Apply that lens to munitions and the question India should be asking gets uncomfortable. China’s defense-industrial scale, its missile production in particular, operates at a tempo that a fragmented Indian base cannot presently match round for round in a sustained campaign.
This is not alarmism, and the answer is not to underestimate the adversary into a comforting story. The PLA Rocket Force is a serious organization with its own constraints, but throughput is not where its constraints lie.
India’s honest position is that it is building real capacity from a structurally disadvantaged base, and that the gap is not measured in the range of any single missile but in monthly output sustained over months of war.
The recent record is instructive precisely because it is mixed.
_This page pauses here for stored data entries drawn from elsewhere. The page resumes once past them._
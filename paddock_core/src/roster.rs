//! Agent roster with atomically published positions.
//!
//! The roster is built once and never resized, so it needs no lock. Each
//! record publishes its agent's position as one packed 64-bit word: readers
//! never see a row from one move paired with a column from another.

use crate::cell::{AgentId, AgentKind, Position};
use std::sync::atomic::{AtomicU64, Ordering};
use std::sync::Arc;

/// Shared, read-mostly view of one agent.
#[derive(Debug)]
pub struct AgentRecord {
    id: AgentId,
    kind: AgentKind,
    position: AtomicU64,
}

impl AgentRecord {
    pub fn new(id: AgentId, kind: AgentKind, position: Position) -> Self {
        Self {
            id,
            kind,
            position: AtomicU64::new(position.pack()),
        }
    }

    pub fn id(&self) -> AgentId {
        self.id
    }

    pub fn kind(&self) -> AgentKind {
        self.kind
    }

    /// Last published position.
    pub fn position(&self) -> Position {
        Position::unpack(self.position.load(Ordering::Acquire))
    }

    /// Only the owning agent's movement commit calls this.
    pub(crate) fn publish(&self, position: Position) {
        self.position.store(position.pack(), Ordering::Release);
    }
}

/// Fixed set of agents, indexed by [`AgentId`].
#[derive(Debug, Default, Clone)]
pub struct Roster {
    records: Vec<Arc<AgentRecord>>,
}

impl Roster {
    /// Appends an agent and returns its id.
    pub(crate) fn register(&mut self, kind: AgentKind, position: Position) -> Arc<AgentRecord> {
        let id = AgentId(self.records.len() as u32);
        let record = Arc::new(AgentRecord::new(id, kind, position));
        self.records.push(Arc::clone(&record));
        record
    }

    pub fn get(&self, id: AgentId) -> Option<&Arc<AgentRecord>> {
        self.records.get(id.index())
    }

    pub fn kind_of(&self, id: AgentId) -> Option<AgentKind> {
        self.get(id).map(|record| record.kind())
    }

    pub fn iter(&self) -> impl Iterator<Item = &Arc<AgentRecord>> {
        self.records.iter()
    }

    pub fn len(&self) -> usize {
        self.records.len()
    }

    pub fn is_empty(&self) -> bool {
        self.records.is_empty()
    }

    /// Number of agents of a kind.
    pub fn count(&self, kind: AgentKind) -> usize {
        self.records.iter().filter(|r| r.kind() == kind).count()
    }
}

#[cfg(test)]
mod tests {
    use super::*;

    #[test]
    fn test_register_assigns_sequential_ids() {
        let mut roster = Roster::default();
        let a = roster.register(AgentKind::Herded, Position::new(5, 5));
        let b = roster.register(AgentKind::Herder, Position::new(1, 1));

        assert_eq!(a.id(), AgentId(0));
        assert_eq!(b.id(), AgentId(1));
        assert_eq!(roster.kind_of(AgentId(1)), Some(AgentKind::Herder));
        assert_eq!(roster.count(AgentKind::Herded), 1);
        assert!(roster.get(AgentId(2)).is_none());
    }

    #[test]
    fn test_publish_is_visible() {
        let record = AgentRecord::new(AgentId(0), AgentKind::Herded, Position::new(5, 5));
        record.publish(Position::new(6, 4));
        assert_eq!(record.position(), Position::new(6, 4));
    }
}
The new BrahMos facility in Lucknow, inaugurated in May 2025 at a cost of around ₹300 crore, is projected to produce between 80 and 100 missiles a year, with capacity for the next-generation variant.
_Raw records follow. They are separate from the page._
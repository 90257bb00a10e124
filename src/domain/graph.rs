//! Arena-backed entity graph.
//!
//! Complexes reference their components by arena handle, so the same
//! component can hang below several composites without being copied.

use std::collections::{HashMap, HashSet};
use std::fmt;

use generational_arena::{Arena, Index};
use termtree::Tree;
use tracing::instrument;

use crate::domain::entities::{
    literature_urls, summation_texts, EntityKind, EntityRecord, LiteratureReference,
    ModifiedResidue, ReferenceEntity, Summation,
};
use crate::domain::error::{DomainError, DomainResult};

/// Handle of an entity inside an [`EntityGraph`].
pub type EntityIdx = Index;

/// Physical entity with resolved component handles.
#[derive(Debug, Clone)]
pub struct PhysicalEntity {
    pub st_id: String,
    pub display_name: String,
    pub kind: EntityKind,
    pub reference: Option<ReferenceEntity>,
    /// Ordered, possibly repeated; empty for non-composites
    pub components: Vec<EntityIdx>,
    pub summations: Vec<Summation>,
    pub literature: Vec<LiteratureReference>,
    pub inferred_to: Vec<String>,
    pub inferred_from: Vec<String>,
    pub modified_residues: Vec<ModifiedResidue>,
}

impl PhysicalEntity {
    pub fn summation_texts(&self) -> impl Iterator<Item = &str> {
        summation_texts(&self.summations)
    }

    pub fn literature_urls(&self) -> Vec<String> {
        literature_urls(&self.literature)
    }
}

impl fmt::Display for PhysicalEntity {
    fn fmt(&self, f: &mut fmt::Formatter<'_>) -> fmt::Result {
        if self.display_name.is_empty() {
            write!(f, "{} [{}]", self.st_id, self.kind)
        } else {
            write!(f, "{} {} [{}]", self.st_id, self.display_name, self.kind)
        }
    }
}

/// Read-only graph of physical entities.
#[derive(Debug, Default)]
pub struct EntityGraph {
    arena: Arena<PhysicalEntity>,
    by_st_id: HashMap<String, EntityIdx>,
}

impl EntityGraph {
    pub fn new() -> Self {
        Self::default()
    }

    /// Build the graph from bundle records.
    ///
    /// Records are inserted first and components resolved afterwards, so a
    /// complex may list components that appear later in the input.
    #[instrument(level = "debug", skip(records), fields(count = records.len()))]
    pub fn from_records(records: &[EntityRecord]) -> DomainResult<Self> {
        let mut graph = Self::new();

        for record in records {
            if graph.by_st_id.contains_key(&record.st_id) {
                return Err(DomainError::DuplicateEntity(record.st_id.clone()));
            }
            let entity = PhysicalEntity {
                st_id: record.st_id.clone(),
                display_name: record.display_name.clone(),
                kind: record.schema_class.clone(),
                reference: record.reference.clone(),
                components: Vec::new(),
                summations: record.summations.clone(),
                literature: record.literature.clone(),
                inferred_to: record.inferred_to.clone(),
                inferred_from: record.inferred_from.clone(),
                modified_residues: record.modified_residues.clone(),
            };
            let idx = graph.arena.insert(entity);
            graph.by_st_id.insert(record.st_id.clone(), idx);
        }

        for record in records {
            let Some(component_ids) = &record.components else {
                continue;
            };
            let mut components = Vec::with_capacity(component_ids.len());
            for component in component_ids {
                let idx = graph.lookup(component).ok_or_else(|| DomainError::UnknownComponent {
                    parent: record.st_id.clone(),
                    component: component.clone(),
                })?;
                components.push(idx);
            }
            let parent_idx = graph.by_st_id[&record.st_id];
            if let Some(parent) = graph.arena.get_mut(parent_idx) {
                parent.components = components;
            }
        }

        Ok(graph)
    }

    pub fn get(&self, idx: EntityIdx) -> Option<&PhysicalEntity> {
        self.arena.get(idx)
    }

    pub fn lookup(&self, st_id: &str) -> Option<EntityIdx> {
        self.by_st_id.get(st_id).copied()
    }

    pub fn get_by_st_id(&self, st_id: &str) -> Option<&PhysicalEntity> {
        self.lookup(st_id).and_then(|idx| self.get(idx))
    }

    pub fn len(&self) -> usize {
        self.arena.len()
    }

    pub fn is_empty(&self) -> bool {
        self.arena.is_empty()
    }

    /// Render the composition below `root` for display.
    ///
    /// A composite met again on its own path is shown once with a marker
    /// instead of being expanded.
    pub fn to_tree(&self, root: EntityIdx) -> Tree<String> {
        let mut path = HashSet::new();
        self.build_tree(root, &mut path)
    }

    fn build_tree(&self, idx: EntityIdx, path: &mut HashSet<EntityIdx>) -> Tree<String> {
        let Some(entity) = self.get(idx) else {
            return Tree::new("<missing>".to_string());
        };
        if !path.insert(idx) {
            return Tree::new(format!("{} (cycle)", entity));
        }
        let label = match resolve_identifier(entity) {
            Some(id) => format!("{} -> {}", entity, id),
            None => entity.to_string(),
        };
        let leaves: Vec<_> = entity
            .components
            .iter()
            .map(|&child| self.build_tree(child, path))
            .collect();
        path.remove(&idx);
        Tree::new(label).with_leaves(leaves)
    }
}

/// Canonical identifier of a non-composite entity.
///
/// Only small molecules and sequence entities carry a reference that
/// identifies them; every other kind is unresolved.
pub fn resolve_identifier(entity: &PhysicalEntity) -> Option<&str> {
    match entity.kind {
        EntityKind::SimpleEntity | EntityKind::EntityWithAccessionedSequence => entity
            .reference
            .as_ref()
            .map(|reference| reference.identifier.as_str()),
        _ => None,
    }
}

#[cfg(test)]
mod tests {
    use super::*;

    fn record(st_id: &str, class: &str, components: Option<Vec<&str>>) -> EntityRecord {
        EntityRecord {
            st_id: st_id.to_string(),
            display_name: String::new(),
            schema_class: EntityKind::from(class),
            reference: None,
            components: components.map(|c| c.into_iter().map(String::from).collect()),
            summations: vec![],
            literature: vec![],
            inferred_to: vec![],
            inferred_from: vec![],
            modified_residues: vec![],
        }
    }

    #[test]
    fn given_forward_reference_when_building_then_resolves_component() {
        let records = vec![
            record("C1", "Complex", Some(vec!["L1", "L1"])),
            record("L1", "SimpleEntity", None),
        ];
        let graph = EntityGraph::from_records(&records).unwrap();

        let complex = graph.get_by_st_id("C1").unwrap();
        assert_eq!(complex.components.len(), 2);
        assert_eq!(complex.components[0], graph.lookup("L1").unwrap());
    }

    #[test]
    fn given_missing_component_when_building_then_errors() {
        let records = vec![record("C1", "Complex", Some(vec!["nope"]))];
        let result = EntityGraph::from_records(&records);
        assert_eq!(
            result.unwrap_err(),
            DomainError::UnknownComponent {
                parent: "C1".to_string(),
                component: "nope".to_string()
            }
        );
    }

    #[test]
    fn given_duplicate_st_id_when_building_then_errors() {
        let records = vec![
            record("L1", "SimpleEntity", None),
            record("L1", "Polymer", None),
        ];
        assert!(matches!(
            EntityGraph::from_records(&records),
            Err(DomainError::DuplicateEntity(id)) if id == "L1"
        ));
    }

    #[test]
    fn given_self_containing_complex_when_rendering_tree_then_marks_cycle() {
        let records = vec![record("C1", "Complex", Some(vec!["C1"]))];
        let graph = EntityGraph::from_records(&records).unwrap();
        let tree = graph.to_tree(graph.lookup("C1").unwrap());
        assert!(tree.to_string().contains("(cycle)"));
    }

    #[test]
    fn given_drug_with_reference_when_resolving_then_unresolved() {
        let mut drug = record("D1", "ChemicalDrug", None);
        drug.reference = Some(ReferenceEntity {
            identifier: "CHEBI:1".to_string(),
            url: None,
        });
        let graph = EntityGraph::from_records(&[drug]).unwrap();
        assert_eq!(resolve_identifier(graph.get_by_st_id("D1").unwrap()), None);
    }
}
That is real, and unlike many announcements it is grounded in a system that has now seen combat: the BrahMos was used to strike targets inside Pakistan during Operation Sindoor in May 2025.
But it is worth heeding the analysts who, even amid the fanfare, described the plant as more a symbol of industrial ambition than a transformation of India’s military posture.
Eighty to a hundred missiles a year is a meaningful number against some contingencies and a thin one against a high-intensity, multi-theater war fought at saturation rates. Both things are true. Holding both is the whole discipline.
The Question the Next Decade Will Settle
India has begun, correctly, to fuse its defense strategy with industrial policy, to treat self-reliance not as a slogan about reducing imports but as a question of what it can depend on when a crisis cuts the supply lines. A robust industrial base does not just build missiles.
It builds the seekers, the electronics, the propulsion, the entire substrate of modern war. As conflict grows more technical, the capacity to manufacture that substrate at home becomes the real measure of military resilience, more telling than any single platform.
But the distance between the self-reliance announced and the self-reliance achieved remains long, and pretending otherwise is the opposite of analysis. The factories are rising. The capacity is growing.
Whether it is growing fast enough, and whether the fragmented architecture beneath it can deliver wartime tempo rather than peacetime throughput, is a question no inauguration has answered and few are honestly asking.
So the real question does not live in a launcher count or a range table. It lives on a factory floor. The next significant conflict, whenever it comes, will not be settled by the battles won in its first week. It will be settled by the question no headline thinks to ask. After the last missile in the magazine is fired, how long until the next one is ready?